Thanks. My post actually had information in it.

I know plenty of people that have used Nikon's CLS and Canon's wireless flash system to great effect. It does work, it's not impractical.


----------



## EIngerson (Feb 1, 2012)

o hey tyler said:


> EIngerson said:
> 
> 
> > Cool story bro.
> ...



Anyone else smell vinegar and water in here?


----------



## o hey tyler (Feb 1, 2012)

EIngerson said:


> o hey tyler said:
> 
> 
> > EIngerson said:
> ...



Anyone else smell why it's not necessary to eliminate the popup flash? 

Because it's not. It works quite well, and doesn't contribute to the exposure. 

#richwhiteboyproblems


----------



## o hey tyler (Feb 1, 2012)

GeorgieGirl, if you tell me specifically why you don't want your popup flash to trigger your external speedlights, I may be able to point you in the right direction of flash triggers for your needs. Otherwise, I just can't see the issue, other than the fact that you don't like the popup flash that doesn't contribute to the exposure... Which to me, personally, would not be reason enough to buy TTL triggers. 

I'm really trying to understand, and as a 5D/5DMK2 user with no popup flash or wireless flash system other than the high priced TTL triggers I own, why you would not want to use the system built into your camera. 

That's all. Maybe that's where the animosity came from. Because the popup flash (to me) would be insignificant (especially if it didn't contribute to the frame exposure).


----------



## EIngerson (Feb 1, 2012)

Tyler, The only thing you've stated is that you personally don't see the reason to eliminate the pop up flash and that third parties have told you about their experience with the 7D wireless operation. So, no you didn't provide information, you provided heresy in a condescending tone.

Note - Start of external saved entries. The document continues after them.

//! The zone existence filter.
//!
//! Most junk traffic asks about names this service has never heard of.
//! A Bloom filter over the active zone names answers "definitely not
//! hosted" without touching the cache or the store; a false positive
//! just means one wasted store read, which then comes back empty and
//! turns into NXDOMAIN anyway.
//!
//! The filter cannot forget individual names, so deletions are handled
//! by rebuilding it wholesale from a store scan and swapping it in
//! under the lock.  Readers outside the lock see the old filter or the
//! new one, never a torn state.

use bloomfilter::Bloom;
use std::sync::RwLock;

/// How many zone names the filter is sized for.
pub const FILTER_CAPACITY: usize = 1_000_000;

/// The target false-positive rate at capacity.
pub const FILTER_FP_RATE: f64 = 0.01;

const LOCK_POISON_MESSAGE: &str =
    "[INTERNAL ERROR] filter lock poisoned, cannot recover from this - aborting";

/// A swappable Bloom filter over the set of active zone names.
pub struct ZoneFilter {
    bloom: RwLock<Bloom<str>>,
}

impl ZoneFilter {
    /// An empty filter: nothing is hosted yet.
    pub fn new() -> Self {
        Self {
            bloom: RwLock::new(fresh_bloom()),
        }
    }

    /// Build a filter holding the given names.
    pub fn from_names<I>(names: I) -> Self
    where
        I: IntoIterator,
        I::Item: AsRef<str>,
    {
        let filter = Self::new();
        filter.replace_with(names);
        filter
    }

    /// Whether the zone might be hosted.  `false` is definitive;
    /// `true` may be a false positive at the configured rate.
    pub fn contains(&self, zone_name: &str) -> bool {
        self.bloom.read().expect(LOCK_POISON_MESSAGE).check(zone_name)
    }

    /// Add one name.  Serialized with swaps by the write lock.
    pub fn insert(&self, zone_name: &str) {
        self.bloom.write().expect(LOCK_POISON_MESSAGE).set(zone_name);
    }

    /// Swap in a freshly built filter holding exactly the given names.
    pub fn replace_with<I>(&self, names: I)
    where
        I: IntoIterator,
        I::Item: AsRef<str>,
    {
        let mut fresh = fresh_bloom();
        for name in names {
            fresh.set(name.as_ref());
        }

        *self.bloom.write().expect(LOCK_POISON_MESSAGE) = fresh;
    }
}

impl Default for ZoneFilter {
    fn default() -> Self {
        Self::new()
    }
}

fn fresh_bloom() -> Bloom<str> {
    Bloom::new_for_fp_rate(FILTER_CAPACITY, FILTER_FP_RATE)
}
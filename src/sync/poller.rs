/// Background polling task owned by a [`BotControl`](super::BotControl).
///
/// Runs on its own thread: fetch-on-init first (status, monitoring data,
/// AI settings), then a status + monitoring refresh every interval until
/// stopped. Stopping wakes the thread immediately and joins it; a call that
/// is already in flight finishes first, and the mirror is closed before
/// that so its result is dropped.
use std::io;
use std::sync::Arc;
use std::sync::mpsc::{self, RecvTimeoutError, Sender};
use std::thread::{self, JoinHandle};
use std::time::Duration;

use super::Shared;

pub(crate) struct Poller {
    stop: Sender<()>,
    handle: Option<JoinHandle<()>>,
}

impl Poller {
    pub fn spawn(shared: Arc<Shared>, interval: Duration) -> io::Result<Self> {
        let (stop, stop_rx) = mpsc::channel::<()>();

        let handle = thread::Builder::new()
            .name("chimera-poller".to_string())
            .spawn(move || {
                shared.initial_fetch();
                loop {
                    match stop_rx.recv_timeout(interval) {
                        Err(RecvTimeoutError::Timeout) => {
                            if !shared.is_alive() {
                                break;
                            }
                            shared.poll_tick();
                        }
                        // Explicit stop, or the owner went away.
                        Ok(()) | Err(RecvTimeoutError::Disconnected) => break,
                    }
                }
            })?;

        Ok(Self {
            stop,
            handle: Some(handle),
        })
    }

    /// Signal the thread and wait for it to exit.
    pub fn stop(mut self) {
        let _ = self.stop.send(());
        if let Some(handle) = self.handle.take() {
            let _ = handle.join();
        }
    }
}
pub mod analytics;
pub mod api;
pub mod cli;
pub mod config;
pub mod settings;
pub mod sync;
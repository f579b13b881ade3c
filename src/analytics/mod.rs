pub mod logger;
pub mod reporter;

pub use logger::{Journal, Outcome, SyncLogEntry};
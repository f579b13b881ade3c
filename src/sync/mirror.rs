/// The local mirror of remote bot state.
///
/// Every call that may write the mirror takes a [`Ticket`] at issuance.
/// Each mirrored field remembers the ticket of the last write applied to
/// it and only accepts writes carrying a newer ticket, so the newest-issued
/// response wins regardless of completion order. Fields are gated
/// independently: a status refresh issued before an AI-settings write can
/// still update the run state without reverting the newer AI settings.
///
/// The AI settings live in exactly one place. The `ai_features` of the
/// status view and the standalone AI settings view are both derived from it.
use serde::Serialize;

use crate::api::{AiFeatures, BotState, BotStatus, MonitoringData};

/// Issuance order of an in-flight call.
#[derive(Debug, Clone, Copy, PartialEq, Eq, PartialOrd, Ord)]
pub struct Ticket {
    seq: u64,
    tracks_loading: bool,
}

/// A value plus the ticket of the write that produced it.
#[derive(Debug, Clone, Default)]
struct Versioned<T> {
    value: T,
    applied: u64,
}

impl<T> Versioned<T> {
    /// Write `value` if `ticket` is newer than the last applied write.
    fn offer(&mut self, ticket: Ticket, value: T) -> bool {
        if ticket.seq <= self.applied {
            return false;
        }
        self.value = value;
        self.applied = ticket.seq;
        true
    }
}

#[derive(Debug, Clone, PartialEq)]
struct StatusHeader {
    status: BotState,
    last_updated: String,
}

/// Read-only copy of the mirror handed to presentation code.
#[derive(Debug, Clone, Default, PartialEq, Serialize)]
pub struct MirrorSnapshot {
    pub status: Option<BotStatus>,
    pub ai_settings: Option<AiFeatures>,
    pub monitoring_data: Option<MonitoringData>,
    pub is_loading: bool,
    pub error: Option<String>,
}

#[derive(Debug)]
pub(crate) struct Mirror {
    header: Versioned<Option<StatusHeader>>,
    channels: Versioned<Vec<String>>,
    ai_features: Versioned<Option<AiFeatures>>,
    monitoring: Versioned<Option<MonitoringData>>,
    error: Versioned<Option<String>>,
    next_seq: u64,
    in_flight: usize,
    alive: bool,
}

impl Default for Mirror {
    fn default() -> Self {
        Self {
            header: Versioned::default(),
            channels: Versioned::default(),
            ai_features: Versioned::default(),
            monitoring: Versioned::default(),
            error: Versioned::default(),
            next_seq: 0,
            in_flight: 0,
            alive: true,
        }
    }
}

impl Mirror {
    // -- Issuance --

    /// Take a ticket for a call about to be issued. Loading-tracked calls
    /// keep `is_loading` true until [`finish`](Self::finish).
    pub fn issue(&mut self, tracks_loading: bool) -> Ticket {
        self.next_seq += 1;
        if tracks_loading {
            self.in_flight += 1;
        }
        Ticket {
            seq: self.next_seq,
            tracks_loading,
        }
    }

    /// Mark a call as completed, applied or not.
    pub fn finish(&mut self, ticket: Ticket) {
        if ticket.tracks_loading {
            self.in_flight = self.in_flight.saturating_sub(1);
        }
    }

    /// Tear down: no further writes are applied.
    pub fn close(&mut self) {
        self.alive = false;
    }

    pub fn is_alive(&self) -> bool {
        self.alive
    }

    // -- Reconciliation --

    /// Replace the whole status. Returns whether any field was written.
    pub fn apply_status(&mut self, ticket: Ticket, status: BotStatus) -> bool {
        if !self.alive {
            return false;
        }
        let header = StatusHeader {
            status: status.status,
            last_updated: status.last_updated,
        };
        let wrote_header = self.header.offer(ticket, Some(header));
        let wrote_channels = self.channels.offer(ticket, status.monitoring_channels);
        let wrote_ai = self.ai_features.offer(ticket, Some(status.ai_features));
        wrote_header || wrote_channels || wrote_ai
    }

    /// Merge only the channel list into the mirrored status. Nothing is
    /// written while no status has been mirrored yet.
    pub fn merge_channels(&mut self, ticket: Ticket, channels: Vec<String>) -> bool {
        if !self.alive || self.header.value.is_none() {
            return false;
        }
        self.channels.offer(ticket, channels)
    }

    /// Replace the single owned AI settings value.
    pub fn apply_ai_features(&mut self, ticket: Ticket, features: AiFeatures) -> bool {
        if !self.alive {
            return false;
        }
        self.ai_features.offer(ticket, Some(features))
    }

    /// Replace the monitoring snapshot wholesale.
    pub fn apply_monitoring(&mut self, ticket: Ticket, data: MonitoringData) -> bool {
        if !self.alive {
            return false;
        }
        self.monitoring.offer(ticket, Some(data))
    }

    /// Set (`Some`) or clear (`None`) the error message. A completion older
    /// than the last error write cannot override it.
    pub fn record_error(&mut self, ticket: Ticket, error: Option<String>) -> bool {
        if !self.alive {
            return false;
        }
        self.error.offer(ticket, error)
    }

    // -- Views --

    /// Status view, composed from the header, channel list and the owned
    /// AI settings.
    pub fn status(&self) -> Option<BotStatus> {
        let header = self.header.value.as_ref()?;
        Some(BotStatus {
            status: header.status,
            last_updated: header.last_updated.clone(),
            monitoring_channels: self.channels.value.clone(),
            ai_features: self.ai_features.value.clone().unwrap_or_default(),
        })
    }

    pub fn has_status(&self) -> bool {
        self.header.value.is_some()
    }

    pub fn ai_settings(&self) -> Option<AiFeatures> {
        self.ai_features.value.clone()
    }

    pub fn monitoring_data(&self) -> Option<&MonitoringData> {
        self.monitoring.value.as_ref()
    }

    pub fn error(&self) -> Option<&str> {
        self.error.value.as_deref()
    }

    pub fn is_loading(&self) -> bool {
        self.in_flight > 0
    }

    pub fn snapshot(&self) -> MirrorSnapshot {
        MirrorSnapshot {
            status: self.status(),
            ai_settings: self.ai_settings(),
            monitoring_data: self.monitoring.value.clone(),
            is_loading: self.is_loading(),
            error: self.error().map(str::to_string),
        }
    }
}

// ---------------------------------------------------------------------------
// Tests
// ---------------------------------------------------------------------------
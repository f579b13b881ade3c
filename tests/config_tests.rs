/// Integration tests for configuration layering and environment overrides.
///
/// # Safety
///
/// These tests use `std::env::set_var` / `remove_var`, which are `unsafe` in
/// Rust 2024 edition. All env-dependent assertions live in a single test so
/// no other test in this binary reads the variables concurrently.
use chimera::config;
use chimera::sync::BotControl;

/// Helper: set an env var (wraps the `unsafe` call).
///
/// # Safety
/// Must only be called from single-threaded test contexts.
unsafe fn set_env(key: &str, val: &str) {
    unsafe { std::env::set_var(key, val) }
}

/// Helper: remove an env var (wraps the `unsafe` call).
///
/// # Safety
/// Must only be called from single-threaded test contexts.
unsafe fn remove_env(key: &str) {
    unsafe { std::env::remove_var(key) }
}

const VARS: [&str; 5] = [
    "CHIMERA_API_URL",
    "CHIMERA_TIMEOUT_MS",
    "CHIMERA_MAX_RETRIES",
    "CHIMERA_POLL_INTERVAL_SECS",
    "CHIMERA_JOURNAL",
];

#[test]
fn env_overrides_take_precedence() {
    unsafe {
        set_env("CHIMERA_API_URL", "http://bot.internal:8080/api");
        set_env("CHIMERA_TIMEOUT_MS", "2500");
        set_env("CHIMERA_MAX_RETRIES", "2");
        set_env("CHIMERA_POLL_INTERVAL_SECS", "3");
        set_env("CHIMERA_JOURNAL", "off");
    }

    let cfg = config::load();
    assert_eq!(cfg.api.base_url, "http://bot.internal:8080/api");
    assert_eq!(cfg.api.timeout_ms, 2500);
    assert_eq!(cfg.api.max_retries, 2);
    assert_eq!(cfg.polling.interval_secs, 3);
    assert!(!cfg.logging.journal);

    // A journal-less core built from this config records nothing.
    let core = BotControl::from_config(&cfg);
    assert!(core.journal().path().is_none());

    // Unparseable values fall back to the lower layers.
    unsafe {
        set_env("CHIMERA_TIMEOUT_MS", "soon");
        set_env("CHIMERA_POLL_INTERVAL_SECS", "0");
        set_env("CHIMERA_API_URL", "");
    }
    let cfg = config::load();
    assert_ne!(cfg.api.timeout_ms, 0);
    assert!(cfg.polling.interval_secs > 0);
    assert!(!cfg.api.base_url.is_empty());

    unsafe {
        for var in VARS {
            remove_env(var);
        }
    }
}
/// Chimera bot service HTTP client.
///
/// Talks to the service at a configurable base URL (default
/// `http://localhost:5000/api`) using the synchronous `ureq` client. Every
/// call is a thin mapping from parameters to a JSON body over
/// [`ChimeraClient::get`] / [`ChimeraClient::post`]:
///
/// - a non-2xx response fails with [`RequestError::Http`] and the body is
///   not read;
/// - a transport failure (DNS, refused connection, timeout) fails with
///   [`RequestError::Network`];
/// - a 2xx body is decoded into the caller's envelope type without checking
///   the envelope's `success` flag.
///
/// Calls are single-shot unless `max_retries` is configured, in which case
/// GET requests that hit a transport failure are retried with exponential
/// backoff. POSTs and HTTP errors are never retried.
use std::time::Duration;

use serde::Serialize;
use serde::de::DeserializeOwned;
use serde_json::{Value, json};

use super::BotApi;
use super::error::{ApiResult, RequestError};
use super::types::{
    AiFeatures, AiReport, BotAction, BotStatus, Envelope, HealthReport, MonitoringData,
};
use crate::config::schema::ApiConfig;

/// Default service endpoint.
pub const DEFAULT_BASE_URL: &str = "http://localhost:5000/api";

// ---------------------------------------------------------------------------
// Request bodies
// ---------------------------------------------------------------------------

#[derive(Debug, Serialize)]
struct ControlRequest {
    action: BotAction,
}

#[derive(Debug, Serialize)]
struct ChannelsRequest<'a> {
    channels: &'a [String],
}

#[derive(Debug, Serialize)]
struct AiSettingsRequest<'a> {
    ai_features: &'a AiFeatures,
}

#[derive(Debug, Serialize)]
struct TextRequest<'a> {
    text: &'a str,
}

#[derive(Debug, Serialize)]
struct MetricsRequest<'a> {
    metrics: &'a Value,
}

#[derive(Debug, Serialize)]
struct AiReportRequest<'a> {
    monitoring_data: Value,
    timeframe: &'a str,
}

#[derive(Debug, Serialize)]
struct SmartAlertsRequest<'a> {
    recent_activity: &'a [Value],
}

#[derive(Debug, Serialize)]
struct TimeframeRequest<'a> {
    timeframe: &'a str,
}

// ---------------------------------------------------------------------------
// Client
// ---------------------------------------------------------------------------

/// Synchronous client for the bot service.
///
/// Cheap to share behind an `Arc`; the underlying `ureq::Agent` pools
/// connections internally.
#[derive(Debug, Clone)]
pub struct ChimeraClient {
    agent: ureq::Agent,
    base_url: String,
    timeout: Duration,
    headers: Vec<(String, String)>,
    max_retries: u32,
    retry_backoff: Duration,
}

impl ChimeraClient {
    /// Client with default timeout and no retries.
    pub fn new(base_url: &str) -> Self {
        Self::from_config(&ApiConfig {
            base_url: base_url.to_string(),
            ..ApiConfig::default()
        })
    }

    /// Build a client from the resolved `[api]` config section.
    pub fn from_config(config: &ApiConfig) -> Self {
        let timeout = Duration::from_millis(config.timeout_ms);
        let agent = ureq::AgentBuilder::new().timeout(timeout).build();

        let mut client = Self {
            agent,
            base_url: config.base_url.trim_end_matches('/').to_string(),
            timeout,
            headers: vec![("Content-Type".to_string(), "application/json".to_string())],
            max_retries: config.max_retries,
            retry_backoff: Duration::from_millis(config.retry_backoff_ms),
        };
        for (name, value) in &config.headers {
            client.set_header(name, value);
        }
        client
    }

    /// Add a header, replacing any existing header of the same name
    /// (case-insensitive). This is how callers override the default
    /// `Content-Type`.
    pub fn with_header(mut self, name: &str, value: &str) -> Self {
        self.set_header(name, value);
        self
    }

    fn set_header(&mut self, name: &str, value: &str) {
        self.headers.retain(|(n, _)| !n.eq_ignore_ascii_case(name));
        self.headers.push((name.to_string(), value.to_string()));
    }

    pub fn base_url(&self) -> &str {
        &self.base_url
    }

    pub fn timeout(&self) -> Duration {
        self.timeout
    }

    pub fn headers(&self) -> &[(String, String)] {
        &self.headers
    }

    // -- Transport --

    /// `GET {base_url}{endpoint}` and decode the body.
    pub fn get<T: DeserializeOwned>(&self, endpoint: &str) -> ApiResult<T> {
        self.send("GET", endpoint, None)
    }

    /// `POST {base_url}{endpoint}` with a JSON body and decode the response.
    pub fn post<B: Serialize, T: DeserializeOwned>(&self, endpoint: &str, body: &B) -> ApiResult<T> {
        let body = serde_json::to_string(body).map_err(|e| RequestError::Encode(e.to_string()))?;
        self.send("POST", endpoint, Some(body))
    }

    fn send<T: DeserializeOwned>(
        &self,
        method: &str,
        endpoint: &str,
        body: Option<String>,
    ) -> ApiResult<T> {
        let url = format!("{}{}", self.base_url, endpoint);

        // A POST may already have been applied when its response is lost.
        let max_retries = if method == "GET" { self.max_retries } else { 0 };

        let mut attempt = 0;
        let raw = loop {
            match self.attempt(method, &url, body.as_deref()) {
                Err(err) if err.is_transient() && attempt < max_retries => {
                    std::thread::sleep(backoff_delay(self.retry_backoff, attempt));
                    attempt += 1;
                }
                other => break other?,
            }
        };

        serde_json::from_str(&raw).map_err(|e| RequestError::Decode(e.to_string()))
    }

    fn attempt(&self, method: &str, url: &str, body: Option<&str>) -> ApiResult<String> {
        let mut request = self.agent.request(method, url);
        for (name, value) in &self.headers {
            request = request.set(name, value);
        }

        let result = match body {
            Some(body) => request.send_string(body),
            None => request.call(),
        };

        match result {
            Ok(response) => response
                .into_string()
                .map_err(|e| RequestError::Network(format!("failed to read response body: {e}"))),
            Err(ureq::Error::Status(status, response)) => Err(RequestError::Http {
                status,
                status_text: response.status_text().to_string(),
            }),
            Err(ureq::Error::Transport(transport)) => {
                Err(RequestError::Network(transport.to_string()))
            }
        }
    }
}

impl Default for ChimeraClient {
    fn default() -> Self {
        Self::from_config(&ApiConfig::default())
    }
}

/// Exponential backoff: `base * 2^attempt`, capped at 30 s.
fn backoff_delay(base: Duration, attempt: u32) -> Duration {
    let factor = 1u32.checked_shl(attempt).unwrap_or(u32::MAX);
    base.saturating_mul(factor).min(Duration::from_secs(30))
}

// ---------------------------------------------------------------------------
// Endpoints
// ---------------------------------------------------------------------------

impl BotApi for ChimeraClient {
    fn get_bot_status(&self) -> ApiResult<Envelope<BotStatus>> {
        self.get("/bot/status")
    }

    fn control_bot(&self, action: BotAction) -> ApiResult<Envelope<BotStatus>> {
        self.post("/bot/control", &ControlRequest { action })
    }

    fn get_monitoring_channels(&self) -> ApiResult<Envelope<Vec<String>>> {
        self.get("/bot/monitoring/channels")
    }

    fn update_monitoring_channels(&self, channels: &[String]) -> ApiResult<Envelope<Vec<String>>> {
        self.post("/bot/monitoring/channels", &ChannelsRequest { channels })
    }

    fn get_ai_settings(&self) -> ApiResult<Envelope<AiFeatures>> {
        self.get("/bot/ai/settings")
    }

    fn update_ai_settings(&self, features: &AiFeatures) -> ApiResult<Envelope<AiFeatures>> {
        self.post(
            "/bot/ai/settings",
            &AiSettingsRequest {
                ai_features: features,
            },
        )
    }

    fn get_monitoring_data(&self) -> ApiResult<Envelope<MonitoringData>> {
        self.get("/bot/monitoring/data")
    }

    fn check_health(&self) -> ApiResult<HealthReport> {
        self.get("/bot/health")
    }

    fn analyze_text(&self, text: &str) -> ApiResult<Envelope<Value>> {
        self.post("/ai/analyze-text", &TextRequest { text })
    }

    fn detect_anomalies(&self, metrics: &Value) -> ApiResult<Envelope<Value>> {
        self.post("/ai/anomaly-detection", &MetricsRequest { metrics })
    }

    fn generate_ai_report(
        &self,
        monitoring_data: Option<&MonitoringData>,
        timeframe: &str,
    ) -> ApiResult<Envelope<AiReport>> {
        let monitoring_data = match monitoring_data {
            Some(data) => {
                serde_json::to_value(data).map_err(|e| RequestError::Encode(e.to_string()))?
            }
            None => json!({}),
        };
        self.post(
            "/ai/generate-report",
            &AiReportRequest {
                monitoring_data,
                timeframe,
            },
        )
    }

    fn generate_smart_alerts(&self, recent_activity: &[Value]) -> ApiResult<Envelope<Value>> {
        self.post("/ai/smart-alerts", &SmartAlertsRequest { recent_activity })
    }

    fn analyze_sentiment(&self, text: &str) -> ApiResult<Envelope<Value>> {
        self.post("/bot/ai/analyze-sentiment", &TextRequest { text })
    }

    fn generate_report(&self, timeframe: &str) -> ApiResult<Envelope<Value>> {
        self.post("/bot/ai/generate-report", &TimeframeRequest { timeframe })
    }
}

// ---------------------------------------------------------------------------
// Tests
// ---------------------------------------------------------------------------

#[cfg(test)]
mod tests {
    use super::*;

    #[test]
    fn client_from_default_config() {
        let client = ChimeraClient::default();
        assert_eq!(client.base_url(), DEFAULT_BASE_URL);
        assert_eq!(client.timeout(), Duration::from_millis(10_000));
        assert_eq!(client.max_retries, 0);
    }

    #[test]
    fn client_strips_trailing_slash() {
        let client = ChimeraClient::new("http://bot.local:5000/api/");
        assert_eq!(client.base_url(), "http://bot.local:5000/api");
    }

    #[test]
    fn default_content_type_is_json() {
        let client = ChimeraClient::new(DEFAULT_BASE_URL);
        assert_eq!(
            client.headers(),
            &[("Content-Type".to_string(), "application/json".to_string())]
        );
    }

    #[test]
    fn caller_header_overrides_default_case_insensitively() {
        let client = ChimeraClient::new(DEFAULT_BASE_URL)
            .with_header("content-type", "application/vnd.chimera+json")
            .with_header("Authorization", "Bearer abc");
        let headers = client.headers();
        assert_eq!(headers.len(), 2);
        assert!(headers.contains(&(
            "content-type".to_string(),
            "application/vnd.chimera+json".to_string()
        )));
        assert!(headers.contains(&("Authorization".to_string(), "Bearer abc".to_string())));
    }

    #[test]
    fn config_headers_are_applied() {
        let mut config = ApiConfig::default();
        config
            .headers
            .insert("X-Panel".to_string(), "cli".to_string());
        let client = ChimeraClient::from_config(&config);
        assert!(client.headers().contains(&("X-Panel".to_string(), "cli".to_string())));
    }

    #[test]
    fn backoff_doubles_and_caps() {
        let base = Duration::from_millis(250);
        assert_eq!(backoff_delay(base, 0), Duration::from_millis(250));
        assert_eq!(backoff_delay(base, 1), Duration::from_millis(500));
        assert_eq!(backoff_delay(base, 3), Duration::from_millis(2000));
        assert_eq!(backoff_delay(base, 40), Duration::from_secs(30));
    }
}
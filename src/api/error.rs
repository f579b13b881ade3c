/// Failure types raised by the remote client.
///
/// The client only raises on transport-level or HTTP-level problems. A
/// well-formed envelope reporting `success: false` is not an error here; the
/// sync core inspects it and classifies it as [`FailureKind::Logical`].
use std::fmt;

use thiserror::Error;

/// Coarse failure class, used for journaling only. Callers of the sync core
/// always see the same `success: false` shape regardless of the kind.
#[derive(Debug, Clone, Copy, PartialEq, Eq, serde::Serialize, serde::Deserialize)]
#[serde(rename_all = "lowercase")]
pub enum FailureKind {
    /// The request never produced a usable HTTP response (DNS, refused
    /// connection, timeout, unreadable body).
    Network,
    /// The service answered with a status outside 2xx.
    Http,
    /// The envelope came back with `success: false` or without its data.
    Logical,
}

impl fmt::Display for FailureKind {
    fn fmt(&self, f: &mut fmt::Formatter<'_>) -> fmt::Result {
        match self {
            Self::Network => write!(f, "network"),
            Self::Http => write!(f, "http"),
            Self::Logical => write!(f, "logical"),
        }
    }
}

/// Error raised by a single remote call.
#[derive(Debug, Clone, Error)]
pub enum RequestError {
    #[error("network error: {0}")]
    Network(String),

    #[error("API request failed: {status} {status_text}")]
    Http { status: u16, status_text: String },

    #[error("invalid response body: {0}")]
    Decode(String),

    #[error("failed to encode request body: {0}")]
    Encode(String),
}

impl RequestError {
    /// Classify the error for the journal.
    pub fn kind(&self) -> FailureKind {
        match self {
            Self::Http { .. } => FailureKind::Http,
            Self::Network(_) | Self::Decode(_) | Self::Encode(_) => FailureKind::Network,
        }
    }

    /// Only transport failures are worth another attempt.
    pub fn is_transient(&self) -> bool {
        matches!(self, Self::Network(_))
    }
}

/// Result alias for remote calls.
pub type ApiResult<T> = Result<T, RequestError>;

#[cfg(test)]
mod tests {
    use super::*;

    #[test]
    fn http_error_message_carries_status() {
        let err = RequestError::Http {
            status: 503,
            status_text: "Service Unavailable".to_string(),
        };
        assert_eq!(err.to_string(), "API request failed: 503 Service Unavailable");
        assert_eq!(err.kind(), FailureKind::Http);
        assert!(!err.is_transient());
    }

    #[test]
    fn decode_errors_count_as_network_failures() {
        let err = RequestError::Decode("expected value at line 1".to_string());
        assert_eq!(err.kind(), FailureKind::Network);
        assert!(!err.is_transient());
    }

    #[test]
    fn only_transport_errors_are_transient() {
        assert!(RequestError::Network("connection refused".to_string()).is_transient());
        assert!(!RequestError::Encode("bad".to_string()).is_transient());
    }

    #[test]
    fn failure_kind_display() {
        assert_eq!(FailureKind::Network.to_string(), "network");
        assert_eq!(FailureKind::Http.to_string(), "http");
        assert_eq!(FailureKind::Logical.to_string(), "logical");
    }
}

No high speed synch, the annoyance of adjusting each piece of lighting at the stand, vice doing it right there at the camera and the occasional "red eye" due to the pop up flash being straight on with the subject get's annoying. It also just so happens to make the whole process impractical. I use the 7D and and can speak from my own experience about it's performance.


----------



## o hey tyler (Feb 1, 2012)

EIngerson said:


> Tyler, The only thing you've stated is that you personally don't see the reason to eliminate the pop up flash and that third parties have told you about their experience with the 7D wireless operation. So, no you didn't provide information, you provided heresy in a condescending tone.
> 
> No high speed synch, the annoyance of adjusting each piece of lighting at the stand, vice doing it right there at the camera and the occasional "red eye" due to the pop up flash being straight on with the subject get's annoying. It also just so happens to make the whole process impractical. I use the 7D and and can speak from my own experience about it's performance.



Uh, I'm pretty sure I am watching a video where you can control the flash exposure compensation in TTL mode on the camera itself. You do not need to go to the light stand to set flash compensation. You can set grouping, and FEC. 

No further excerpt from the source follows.